Why can't fans watch the new Evangelion short?
A short screening that won’t travel
A 13-minute Neon Genesis Evangelion short was shown at a recent event in Japan, but the film’s creators have made clear it will not be distributed beyond that single screening. Studio Khara and the production team opted for an extremely limited presentation: attendees saw the short in person, and no plans exist for a wider theatrical run, festival bookings, or digital release.
The decision has two immediate consequences for fans and the market. First, the only legal way to see the piece is to have attended that specific screening, which creates intense scarcity and fuels demand among international viewers who could not be there. Second, the exclusivity has already triggered a piracy response: copies of the screening leaked online, prompting the studio to initiate anti-piracy measures aimed at containing unauthorized circulation.
Why this matters
- Scarcity shapes value: treating the short as an event makes it a collectible moment rather than a conventional release.
- Fan backlash risk: preventing broader access can alienate international audiences who have supported the franchise for decades.
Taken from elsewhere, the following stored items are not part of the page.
//! Shared utilities for the demo binaries.
//!
//! Provides common functionality used across all demos:
//! - Command-line argument parsing
//! - Logging initialization
//! - Backend endpoint discovery

#![allow(dead_code)]

// ============================================================================
// Imports
// ============================================================================

use tracing_subscriber::EnvFilter;

// ============================================================================
// Endpoint Helpers
// ============================================================================

/// Get the backend base URL from $CHAT_BASE_URL.
pub fn base_url() -> String {
    std::env::var("CHAT_BASE_URL").unwrap_or_else(|_| "http://127.0.0.1:8787".to_string())
}

/// Get the bearer token from $CHAT_TOKEN.
pub fn token() -> String {
    std::env::var("CHAT_TOKEN").unwrap_or_else(|_| "dev-token".to_string())
}

/// Get the conversation id from $CHAT_CID, if set.
pub fn cid() -> Option<String> {
    std::env::var("CHAT_CID").ok().filter(|c| !c.is_empty())
}

// ============================================================================
// Types
// ============================================================================

/// Command-line arguments for demos.
#[derive(Debug, Clone)]
pub struct Args {
    pub debug: bool,
    pub no_wait: bool,
}

impl Args {
    /// Parse command-line arguments.
    pub fn parse() -> Self {
        let args: Vec<String> = std::env::args().collect();
        Self {
            debug: args.iter().any(|a| a == "--debug"),
            no_wait: args.iter().any(|a| a == "--no-wait"),
        }
    }
}

// ============================================================================
// Functions
// ============================================================================

/// Initialize tracing/logging.
pub fn init_logging(debug: bool) {
    let filter = if debug {
        "chat_transport=debug"
    } else {
        "chat_transport=info"
    };

    tracing_subscriber::fmt()
        .with_env_filter(EnvFilter::new(filter))
        .with_target(false)
        .init();
}

/// Mask a token for display, keeping a short prefix.
pub fn mask(token: &str) -> String {
    let prefix: String = token.chars().take(4).collect();
    format!("{prefix}****")
}
/// Phase of the dispatch loop. Exactly one phase runs at a time; each phase
/// owns its own timers and hands control to the next.
enum Phase {
    /// Waiting for a command. Covers disconnected and both terminal states.
    Idle,

    /// A dial is in flight. `pending` is acknowledged when it resolves.
    Dial { pending: Option<Ack> },

    /// The transport is open.
    Open { ws: Box<WsStream> },

    /// Waiting out a backoff delay before redialing.
    Backoff { deadline: Instant },

    /// Terminate the task.
    Exit,
}

struct ConnectionTask {
    endpoint: Url,
    options: TransportOptions,
    credentials: Credentials,
    policy: BackoffPolicy,
    prober: HealthProber,
    callbacks: TransportCallbacks,
    shared: Arc<SharedState>,
    shutdown: CancellationToken,
    queue: OutboundQueue,
    /// Conversation the consumer wants bound, mirrored into `shared`.
    cid: Option<ConversationId>,
    /// Conversation the server currently has bound for this transport.
    wire_cid: Option<ConversationId>,
    /// One-shot guard: suppresses the duplicate notification when a
    /// transport error is followed by its own close.
    errored: bool,
}
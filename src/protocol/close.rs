//! Close-code classification.
//!
//! The server encodes the reason for a disconnect in the WebSocket close
//! code. The classification here drives divergent handling in the state
//! machine: clean closes stop, terminal causes latch, everything else feeds
//! the reconnection policy.
//!
//! See ARCHITECTURE.md Section 4.1 for the cause table.

// ============================================================================
// Imports
// ============================================================================

use std::fmt;

use crate::error::Error;

// ============================================================================
// CloseCause
// ============================================================================

/// Classified reason for a transport close.
#[derive(Debug, Clone, Copy, PartialEq, Eq)]
pub enum CloseCause {
    /// Clean close (1000).
    Normal,

    /// Authentication rejected (4001).
    AuthFailed,

    /// Session superseded by another connection (4002).
    SessionReplaced,

    /// Account banned (4003).
    Banned,

    /// Server configuration changed; client must reload (4004).
    ConfigChanged,

    /// Rate limited (4429).
    RateLimited,

    /// Any other close code; treated as an unexpected, retryable disconnect.
    Abnormal(u16),
}

impl CloseCause {
    /// Classifies a close code.
    #[must_use]
    pub fn from_code(code: u16) -> Self {
        match code {
            1000 => Self::Normal,
            4001 => Self::AuthFailed,
            4002 => Self::SessionReplaced,
            4003 => Self::Banned,
            4004 => Self::ConfigChanged,
            4429 => Self::RateLimited,
            other => Self::Abnormal(other),
        }
    }

    /// Returns the wire close code for this cause.
    #[inline]
    #[must_use]
    pub fn code(self) -> u16 {
        match self {
            Self::Normal => 1000,
            Self::AuthFailed => 4001,
            Self::SessionReplaced => 4002,
            Self::Banned => 4003,
            Self::ConfigChanged => 4004,
            Self::RateLimited => 4429,
            Self::Abnormal(code) => code,
        }
    }

    /// Returns `true` if this cause permits an automatic reconnect.
    ///
    /// Only unrecognized codes do; every recognized cause either ends the
    /// connection cleanly or latches a terminal state.
    #[inline]
    #[must_use]
    pub fn should_reconnect(self) -> bool {
        matches!(self, Self::Abnormal(_))
    }

    /// Returns `true` if this cause latches a terminal state.
    ///
    /// Terminal causes block automatic recovery until a manual reconnect.
    /// `Normal` and `ConfigChanged` end in `disconnected` instead and are
    /// not terminal in this sense.
    #[inline]
    #[must_use]
    pub fn is_terminal(self) -> bool {
        matches!(
            self,
            Self::AuthFailed | Self::SessionReplaced | Self::Banned | Self::RateLimited
        )
    }

    /// Returns the error surfaced to the error callback, if any.
    ///
    /// `Normal` and abnormal codes surface nothing here: clean closes are
    /// not errors, and abnormal closes are reported through the
    /// reconnection path instead.
    #[must_use]
    pub fn as_error(self) -> Option<Error> {
        match self {
            Self::Normal | Self::Abnormal(_) => None,
            Self::AuthFailed => Some(Error::AuthFailed),
            Self::SessionReplaced => Some(Error::Kicked),
            Self::Banned => Some(Error::Banned),
            Self::ConfigChanged => Some(Error::ConfigChanged),
            Self::RateLimited => Some(Error::RateLimited),
        }
    }
}

impl fmt::Display for CloseCause {
    fn fmt(&self, f: &mut fmt::Formatter<'_>) -> fmt::Result {
        match self {
            Self::Normal => write!(f, "normal close"),
            Self::AuthFailed => write!(f, "auth failed"),
            Self::SessionReplaced => write!(f, "session replaced"),
            Self::Banned => write!(f, "account banned"),
            Self::ConfigChanged => write!(f, "config changed"),
            Self::RateLimited => write!(f, "rate limited"),
            Self::Abnormal(code) => write!(f, "abnormal close (code {code})"),
        }
    }
}

// ============================================================================
// Tests
// ============================================================================
//! Connect, send a message, and stream server events.
//!
//! Demonstrates:
//! - Building a ChatClient with callbacks
//! - Connecting and waiting for session readiness
//! - Sending a user message
//! - Streaming data events until Ctrl+C
//!
//! The backend is taken from $CHAT_BASE_URL (default http://127.0.0.1:8787),
//! the bearer token from $CHAT_TOKEN, and the conversation id from $CHAT_CID.
//!
//! Usage:
//!   cargo run --example chat
//!   cargo run --example chat -- --debug
//!   cargo run --example chat -- --no-wait

mod common;

// ============================================================================
// Imports
// ============================================================================

use std::time::Duration;

use chat_transport::{ChatClient, ClientMessage, ConversationId, Error, Result, ServerEvent};
use common::Args;
use serde_json::json;
use tokio::sync::mpsc;

// ============================================================================
// Main
// ============================================================================

#[tokio::main]
async fn main() {
    let args = Args::parse();
    common::init_logging(args.debug);

    if let Err(e) = run(args).await {
        eprintln!("\n[ERROR] {e}");
        std::process::exit(1);
    }
}

async fn run(args: Args) -> Result<()> {
    println!("=== Chat: send and stream ===\n");

    let base_url = common::base_url();
    let token = common::token();

    // ========================================================================
    // Build Client
    // ========================================================================

    println!("[1] Building client...");
    println!("    Backend: {base_url}");
    println!("    Token:   {}", common::mask(&token));

    let (event_tx, mut event_rx) = mpsc::unbounded_channel::<ServerEvent>();

    let client = ChatClient::builder()
        .base_url(base_url)
        .token(token)
        .on_event(move |event| {
            let _ = event_tx.send(event);
        })
        .on_state(|state| println!("    [state] {state}"))
        .on_error(|error| eprintln!("    [error] {error}"))
        .build()?;

    println!("    ✓ Client ready\n");

    // ========================================================================
    // Connect
    // ========================================================================

    println!("[2] Connecting...");

    let cid = common::cid().map(ConversationId::from);
    if let Some(cid) = &cid {
        println!("    Conversation: {cid}");
    }

    client.connect(cid).await?;
    wait_until_ready(&client).await?;

    println!("    ✓ Session ready\n");

    // ========================================================================
    // Send
    // ========================================================================

    println!("[3] Sending message...");

    let message = ClientMessage::user_message(json!({
        "text": "Hello from the chat demo",
    }));
    client.send(message).await?;

    println!("    ✓ Delivered to the wire\n");

    // ========================================================================
    // Stream Events
    // ========================================================================

    println!("[4] Streaming events...");

    if args.no_wait {
        match tokio::time::timeout(Duration::from_secs(10), event_rx.recv()).await {
            Ok(Some(event)) => print_event(&event),
            Ok(None) => println!("    (event channel closed)"),
            Err(_) => println!("    (no events within 10s)"),
        }
    } else {
        loop {
            tokio::select! {
                maybe = event_rx.recv() => {
                    let Some(event) = maybe else { break };
                    print_event(&event);
                }
                _ = tokio::signal::ctrl_c() => {
                    println!("    (interrupted)");
                    break;
                }
            }
        }
    }
    println!();

    // ========================================================================
    // Cleanup
    // ========================================================================

    println!("[Cleanup] Closing transport...");
    client.close().await?;

    let stats = client.stats();
    println!("          ✓ Closed");
    println!(
        "          Sent: {} frame(s), received: {} frame(s), reconnects: {}",
        stats.messages_sent, stats.messages_received, stats.reconnect_attempts
    );

    Ok(())
}

// ============================================================================
// Helpers
// ============================================================================

async fn wait_until_ready(client: &ChatClient) -> Result<()> {
    for _ in 0..100 {
        if client.is_ready() {
            return Ok(());
        }
        tokio::time::sleep(Duration::from_millis(50)).await;
    }
    Err(Error::timeout("session readiness", 5_000))
}

fn print_event(event: &ServerEvent) {
    let payload = event
        .data
        .as_ref()
        .map(|data| data.to_string())
        .unwrap_or_default();
    println!("    [{:>14}] {payload}", event.kind);
}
- Anti-piracy trade-offs: removing a wider legal release increases the incentive for illicit sharing, forcing the studio into takedown and enforcement work.
It’s still unclear whether the studio will revisit this strategy. Creators sometimes treat anniversary or tribute pieces as ephemeral art meant for a single audience; other times, a later decision expands access after the initial exclusivity has run its course. For now, the only confirmed facts are the short’s runtime, the single screening, and the studio’s subsequent crackdown on leaked copies — a release strategy that keeps this particular Evangelion moment rare, and for many fans, frustratingly out of reach.